Meatpacking District // 88 10th Ave New York, NY
2010 Review: The atmosphere and space is simply marvelous. Everything is white, natural oak and vast array of glass parts, walls and staircase included. You will feel like you’re purposely walking on egg shells, just so you can catch your breath as you walk through the corridors. It’s the glass decor that really gets to me. I think the world needs more glass-related architecture to it. I haven’t had the pleasure of trying everything on their menu, but as the sense of style implies in his simplistic, opaque & sophisticated restaurant, the art and flavors will very much imply solidarity on the plate. My absolute favorite thing on the menu is an appetizer that is very traditional and banking on its continued success, is still on the menu today.
- Toro tartare w/ osetra caviar
- frankly speaking, anything maguro here…
The dish was served over ice, the toro thinly minced & sliced on a separate plate, topped with osetra caviar. Call me a little biased, but I much prefer osetra caviar over the American kind any day. It has a much more sweet and robust flavor and accents the Toro quite richly. There are about 6 sauce/topping options you can pick from to mix with your dashi-soy. So neat and categorized, you scrape each bit as if each piece is a formation of new art itself. It’s truly a beautiful and tasty piece of work. also, whether it’s traditional maguro you are having here, you can bet it’s of the highest caliber possible. I’ve never had a failed sashimi experience here yet…so perhaps this place merits higher ranking for their sushi vs. traditional Japanese fare….
I would agree…this restaurant is a bit over the top. You’re paying more for the experience than you are the actual cuisine.
Midtown East // 207 East 43th St. New York, NY 10017
2009 Review: Chef Yasuda has great presence that is all the more humbling, warm and certainly inviting. He has been an absolute pleasure to interact with and watching him was indeed an honor. The decor was very neutral and clean. One can feel a sense of ease, with a conversation that flows naturally.

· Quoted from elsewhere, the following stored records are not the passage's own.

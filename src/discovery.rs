//! Finding the web wallets a DID has published in its profile `connect` record.

use std::sync::OnceLock;

use async_trait::async_trait;
use base64::engine::general_purpose::URL_SAFE_NO_PAD;
use base64::Engine as _;
use regex::Regex;
use serde_json::Value;
use tracing::{debug, error};
use url::Url;

use crate::registry::PROFILE_PROTOCOL_URI;
use crate::transport::normalize_origin;

/// What the user typed into the wallet field
#[derive(Clone, Debug, PartialEq, Eq)]
pub enum WalletTarget {
    /// A DID whose profile lists its wallets
    Did(String),
    /// A wallet origin given directly
    Wallet(String),
}

const DID_PATTERN: &str = r"(?:[^@]*@)?(did:[a-z0-9]+:[a-zA-Z0-9-]+)";

fn did_pattern() -> Option<&'static Regex> {
    static PATTERN: OnceLock<Option<Regex>> = OnceLock::new();
    PATTERN
        .get_or_init(|| match Regex::new(DID_PATTERN) {
            Ok(pattern) => Some(pattern),
            Err(e) => {
                error!(error = %e, "DID pattern failed to compile");
                None
            }
        })
        .as_ref()
}

/// Accepts `did:method:id`, `name@did:method:id`, or an http(s) wallet URL
pub fn parse_wallet_input(input: &str) -> Option<WalletTarget> {
    let input = input.trim();
    let did = did_pattern()
        .and_then(|pattern| pattern.captures(input))
        .and_then(|caps| caps.get(1));
    if let Some(did) = did {
        return Some(WalletTarget::Did(did.as_str().to_string()));
    }
    let url = Url::parse(input).ok()?;
    if !matches!(url.scheme(), "http" | "https") {
        return None;
    }
    normalize_origin(input).map(WalletTarget::Wallet)
}

/// Gateway URL of the `connect` record in `did`'s profile
pub fn connect_record_url(gateway: &str, did: &str) -> Result<Url, url::ParseError> {
    Url::parse(&format!(
        "{}/{}/read/protocols/{}/connect",
        gateway.trim_end_matches('/'),
        did,
        URL_SAFE_NO_PAD.encode(PROFILE_PROTOCOL_URI)
    ))
}

/// Wallet origins listed under `webWallets`, invalid entries skipped
pub fn web_wallets(record: &Value) -> Vec<String> {
    let mut wallets: Vec<String> = Vec::new();
    let listed = record
        .get("webWallets")
        .and_then(Value::as_array)
        .map(Vec::as_slice)
        .unwrap_or_default();
    for raw in listed.iter().filter_map(Value::as_str) {
        match normalize_origin(raw) {
            Some(origin) if !wallets.contains(&origin) => wallets.push(origin),
            Some(_) => {}
            None => debug!(wallet = raw, "skipping unusable wallet entry"),
        }
    }
    wallets
}

/// Reads JSON documents through a DWN gateway
#[async_trait]
pub trait DwebFetcher: Send + Sync {
    async fn fetch_json(&self, url: &Url) -> anyhow::Result<Value>;
}

pub async fn discover_wallets(
    fetcher: &dyn DwebFetcher,
    gateway: &str,
    did: &str,
) -> anyhow::Result<Vec<String>> {
    let url = connect_record_url(gateway, did)?;
    let record = fetcher.fetch_json(&url).await?;
    let wallets = web_wallets(&record);
    debug!(did, count = wallets.len(), "discovered wallets");
    Ok(wallets)
}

- Omakase or special prix-fixe meal
- Uni, eel, butter fish
A gf and I decided to do their prix-fixe meal, which is a stellar deal (but certainly not enough to keep you full by the end of the meal). I left it up to Chef Yasuda to pick his daily fish. My only request was that I had to have hamachi as it is my favorite kind of fish. He ended up giving me three different cuts, which is way more than I wanted. Very delicious, but surprising the stellar winners was the uni & butter fish. Talk about melting in my mouth!
Michelin: N/A, but also deserves merit and recognition
Theater District // 347 W. 46th St, New York, NY 10036
2009 Review: I didn’t think there was anything special in terms of the decor…just another plain Jane on the block. On the other hand, the food, oh my gracious… heaven in modest disguise.
The fish here is undoubtedly superb and that’s just scratching the surface. What Sushi of Gari accomplishes best is gently adding a saucy touch to each perfected piece of sushi, with a fresh twist. Whether is it’s sauce, toppings, garnishes… every bite there is a surprise that will melt your heart and tearing taste buds. Their toro was delectable as was their eel & scallop. Chef Gari successfully executes his modern twist of how sushi should be in this day & age. If you are a purist, I would not recommend this place.